Bar and restaurant closures will 'destroy the engine' of Catalan economy, say critics
Restaurant Guild claims two-week shutdown to curb Covid spread will 'sink Barcelona'
The announcement that bars, cafes and restaurants will have to close for two weeks, except for takeout and delivery services, has not been welcomed by the hospitality sector.
On Wednesday, the Restaurant Guild (Gremi de Restauració) reacted to the government's new measures by claiming that the closure of bars and restaurants for fifteen days will "sink Barcelona" and "destroy the engine" of the Catalan economy.
Following what he described as a "tense" meeting with the Catalan executive, the guild's director general Roger Pallarols urged politicians to look for an alternative.
"Before taking the drastic measure to close restaurants, a measure that further harms the economic viability of thousands of families, and before sinking the city of Barcelona with a measure of this nature, alternatives have to be found."
Pallarols said that the government's decision is "inappropriate" and legally "very questionable."
The government plans are subject to approval from the Catalan High Court (TSJC) and Pallarols stated that the guild will appeal the decision if it does get the go-ahead from the court.
Local associations representing restaurants in many Catalan towns and cities including Girona, Tarragona and Lleida also voiced serious concerns at the authorities' plans.
"More gradual" measures
The two largest employers' associations in Catalonia – Foment and Pimec – both came out against the new measures.
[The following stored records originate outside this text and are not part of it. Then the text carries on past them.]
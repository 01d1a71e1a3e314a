//! Bounded polling primitives
//!
//! Every eventual-consistency assertion in the suite goes through
//! [`poll_until`]: evaluate a predicate, sleep, repeat until it holds or the
//! budget runs out. A budget expiring is a hard failure carrying the
//! predicate description and the elapsed wait; nothing in the harness
//! retries a whole macro.

use std::future::Future;
use std::time::Duration;

use tokio::time::{sleep, Instant};

use crate::error::{Error, Result};

/// How long to poll and how often.
#[derive(Debug, Clone, Copy)]
pub struct PollBudget {
    /// Total time the predicate may take to hold
    pub timeout: Duration,
    /// Pause between evaluations
    pub interval: Duration,
}

impl PollBudget {
    pub const fn new(timeout: Duration, interval: Duration) -> Self {
        Self { timeout, interval }
    }

    /// Default budget for an element to show up after an action (5 s).
    pub const fn element() -> Self {
        Self::new(Duration::from_secs(5), Duration::from_millis(250))
    }

    /// Post-login landmark budget (10 s).
    pub const fn login() -> Self {
        Self::new(Duration::from_secs(10), Duration::from_millis(250))
    }

    /// Extended budget for a deleted resource to disappear (20 s); backend
    /// reconciliation keeps rows visible well after the confirm click.
    pub const fn deletion() -> Self {
        Self::new(Duration::from_secs(20), Duration::from_millis(500))
    }

    /// Budget for an OS version channel to settle Active (50 s).
    pub const fn channel() -> Self {
        Self::new(Duration::from_secs(50), Duration::from_secs(1))
    }

    /// ISO build completion budget (5 min).
    pub const fn iso_build() -> Self {
        Self::new(Duration::from_secs(300), Duration::from_secs(2))
    }

    /// Cluster provisioning budget (10 min).
    pub const fn cluster() -> Self {
        Self::new(Duration::from_secs(600), Duration::from_secs(5))
    }

    pub const fn of_secs(timeout: u64) -> Self {
        Self::new(Duration::from_secs(timeout), Duration::from_millis(500))
    }
}

impl Default for PollBudget {
    fn default() -> Self {
        Self::element()
    }
}

/// Evaluate `predicate` until it returns true or `budget.timeout` elapses.
///
/// The predicate runs at least once even with a zero budget, so state that
/// is already good never fails on a tight clock.
pub async fn poll_until<F, Fut>(what: &str, budget: PollBudget, mut predicate: F) -> Result<()>
where
    F: FnMut() -> Fut,
    Fut: Future<Output = Result<bool>>,
{
    let start = Instant::now();
    loop {
        if predicate().await? {
            return Ok(());
        }
        if start.elapsed() >= budget.timeout {
            return Err(Error::timeout(what, start.elapsed()));
        }
        sleep(budget.interval).await;
    }
}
Josep González, head of Pimec, told the Catalan News Agency that the measures ought to be "more gradual" in order to avoid "severe consequences" for the sector.
The CCOO trade union, meanwhile, said that if the shutdown is necessary, bars are entitled to due compensation.
Opposition parties critical
The leader of Ciudadanos in the Catalan parliament, criticized the government for leaving bars and restaurants "in the lurch" by announcing what he called "improvised measures with no Plan B."
Carlos Carrizosa posted a video on Twitter to send a message of support to the hospitality and catering sector. "We will not abandon them and we will work so that they have help and certainties to guarantee their future," he said.
The People's Party described the closure of bars and restaurants as "disproportionate." Spokesperson Santi Rodríguez said the move will be the end of many small and medium-sized enterprises, and asked for establishments to at least open to 30% of the capacity.
He pointed out that Madrid, where a regional state of alarm is in force, still has bars and restaurants opening to 50% capacity.
On the other hand, Barcelona mayor, Ada Colau, of the left-wing Barcelona En Comú, welcomed the government's actions.
While acknowledging that the closures were a "drastic" measure, she said the time had come to act, but called for specific details on the aid measures for the sector in the form of direct funding and rent reductions to be published as soon as possible.
The Government has said it will amend the civil code to in order to provide help towards the rents of establishments that have to close. Spokesperson Meritxell Budó confirmed they will provide direct aid to bars and restaurants that are forced to close for 15 days, with an initial endowment of €40m.
According to acting president, Pere Aragonès, the affected companies will also be able to avail of extraordinary loans of upwards of €12,000 to cover short-term requirements.